Updated: Aug 27
By: Brigitte Whyte
Do you remember the moment when you made your first conscious choice about your career? How old were you? Was it a difficult decision? Do you remember thinking about becoming something else other than what you eventually chose? Thankfully, we are not all the same. People have different aspirations and interests that drive them towards various professions. A lawyer is one of those roles that comes with certain preconceived notions of prestige, exclusivity, and wealth. But why would someone want to be a lawyer? That’s a funny story… We all have our own reasons for wanting to be something—but what if it’s not just any lawyer but an immigration lawyer who works with asylum seekers? Let me tell you why my student wanted to become a lawyer…
A funny story why my student wanted to become a lawyer
I’ve worked with students from all over the world over the past few years. One of my students was from Iraq and she wanted to come to the UK to study law. She had heard that in the UK law was one of the most respected professions. When I asked her why she wanted to come to the UK and study law, she said: “Because it is a challenging degree and only smart people can achieve it.” I told her that in the UK not only do we have a lot of smart people, but there are also a lot of rich people so it’s not really a fair competition. She laughed.
Why do people want to become lawyers? Let’s start with the obvious first.
It’s not just about money!
If you want to become a lawyer for the money alone, you may be in for a big surprise. Becoming a lawyer has never been lucrative in terms of starting salaries when compared to other professions and industries. According to uk.talent.com, the starting salary for law school graduates in the UK is £22,000. This is significantly below almost every other graduate degree with the average starting salary for graduates in the UK being £25,000 per annum. However, the worst part is that these numbers only represent the median salary which means that there are a lot of people who earn much less than this.

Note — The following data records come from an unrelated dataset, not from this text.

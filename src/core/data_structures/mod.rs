/*!
 * Data Structures
 * Small value types shared across the bridge and the object model
 */

mod inline_string;

pub use inline_string::InlineString;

Reasons People Don’t Become Lawyers
Law schools are expensive to attend. This makes the idea of going to law school less than appealing for some people, with the added uncertainty of finding a paralegal job or training contract after graduating. If you want to become a lawyer, you need to ask yourself if you are able to make this kind of financial investment as a student as you will likely need to take out student loans which you will be repaying once you start working.
It can be a long and tedious process. Becoming a lawyer is not something that happens quickly, as it can take years to go to law school, pass the SQE, gain two years of experience and start working as a solicitor on qualification.
You Can Help Change The World
There are many other ways to go about changing the world other than becoming a lawyer. However, there are very few paths that lead to the kind of social impact that being a lawyer can bring. You can help people win in court. You can defend people’s rights and provide a service that benefits so many different people from all walks of life.
You Can Become Rich and Famous
The potential to become rich and famous is perhaps one of the most attractive reasons for some people. Not only is it difficult to become rich and famous as a lawyer, but it’s also highly unlikely. This requires you to work with high-profile clients on high-profile matters and involves an element of luck.
You’ll Meet Important People (Networking Opportunities)
Lawyers network with each other more than any other profession. They go to events to meet others in the profession on a regular basis and become part of a powerful and influential network. Studying law also gives you a chance to become friends with other students, which opens up opportunities that you wouldn’t have otherwise. You have the chance to build long-term relationships with people who will become powerful in the future.
Choosing a career is not easy, and it can be even more difficult if you don’t know what you want to do with your life. The best advice for those who are in their early twenties is to keep their options open. There’s no need to rush into a decision that will affect you for the rest of your life. Take your time, explore different options, and follow your heart. Choosing a career is a very serious matter, but it does not need to be a stressful one.